A few comments, which might contrast uses of GFS2 and XFS in enterprise class production environments:

SAN snapshot is not a panacea, as it is only crash consistent and only within a single LUN.
If you have your data or database spread over multiple LUNs each with its own filesystem,
then you are on your own.

Therefore, we still need at least OS level (filesystem level) consistent backup
if the application itself does not provide a hot backup mechanism, which very few do.
The consistent filesystem level backup requires freeze and thaw commands.
XFS offers them, GFS2 does not.

GFS2 provides only tar(1) as a backup mechanism. 
Unfortunately, tar(1) does not cope efficiently with sparse files, 
which many applications create. 
As an exercise create a 10 TB sparse file with just one byte of non-null data at the end.
Then try to back it up to disk using tar(1). 
The tar image will be correctly created, but it will take many, many hours.
Dump(8) would do the job in a blink, but is not available for GFS2 filesystem.
However, XFS does have XFS specific dump(8) command and will backup sparse files

GFS2 is very convenient to use, as by its nature is clusterised.
However, there is huge performance cost to pay for all this convenience.
This cost stems from serialization imposed by distributed lock manager.

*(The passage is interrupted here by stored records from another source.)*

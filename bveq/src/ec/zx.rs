// bveq - static and dynamic Bernstein-Vazirani circuits and their
//        equivalence, checked with the ZX-calculus and decision diagrams
// Copyright (C) 2021 - Aleks Kissinger
//
// Licensed under the Apache License, Version 2.0 (the "License");
// you may not use this file except in compliance with the License.
// You may obtain a copy of the License at
//
//    http://www.apache.org/licenses/LICENSE-2.0
//
// Unless required by applicable law or agreed to in writing, software
// distributed under the License is distributed on an "AS IS" BASIS,
// WITHOUT WARRANTIES OR CONDITIONS OF ANY KIND, either express or implied.
// See the License for the specific language governing permissions and
// limitations under the License.

use super::preprocess::PreparedCircuit;
use super::results::EquivalenceCriterion;
use crate::graph::GraphLike;
use crate::simplify::full_simp;
use crate::vec_graph::Graph;
use num::Zero;

/// Checks if two graphs have the same number of inputs and outputs.
pub fn equal_graph_dim(g1: &impl GraphLike, g2: &impl GraphLike) -> bool {
    g1.inputs().len() == g2.inputs().len() && g1.outputs().len() == g2.outputs().len()
}

/// Verifies the equality of two graphs by checking whether they "cancel each other out".
///
/// One graph is composed with the adjoint of the other. If simplifying the
/// result yields the identity, the graphs are equal, exactly if the
/// remaining scalar has phase 0 and up to global phase otherwise.
///
/// Simplification may fail to reach the identity even for equal graphs, so
/// this never proves two graphs unequal. Graphs of different dimension are
/// reported as not equivalent.
pub fn check_graphs(g1: &Graph, g2: &Graph) -> EquivalenceCriterion {
    if !equal_graph_dim(g1, g2) {
        return EquivalenceCriterion::NotEquivalent;
    }
    let mut g = g1.to_adjoint();
    g.plug(g2);
    full_simp(&mut g);
    log::debug!(
        "zx: {} vertices and {} edges left after simplification",
        g.num_vertices(),
        g.num_edges()
    );

    if g.is_identity() {
        if g.scalar().phase().is_zero() {
            EquivalenceCriterion::Equivalent
        } else {
            EquivalenceCriterion::EquivalentUpToGlobalPhase
        }
    } else {
        EquivalenceCriterion::NoInformation
    }
}

/// Run the ZX checker on two prepared circuits of the same width.
pub fn check(p1: &PreparedCircuit, p2: &PreparedCircuit) -> EquivalenceCriterion {
    let g1: Graph = p1.circuit.to_graph();
    let g2: Graph = p2.circuit.to_graph();
    check_graphs(&g1, &g2)
}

For these reason, for the HA applications running on one node at a time,
I found that XFS on top of LVM gives me the best mix of performance and functionality:
- high performance
- efficient backup of sparse files
- backup consistency through freeze/thaw
- zero downtime backup through use of LVM snapshots
- short failover times due to efficient XFS transaction logs

So, for this type of HA applications (failover HA) and environment, 
it makes perfect sense to use XFS in a cluster instead of GFS2.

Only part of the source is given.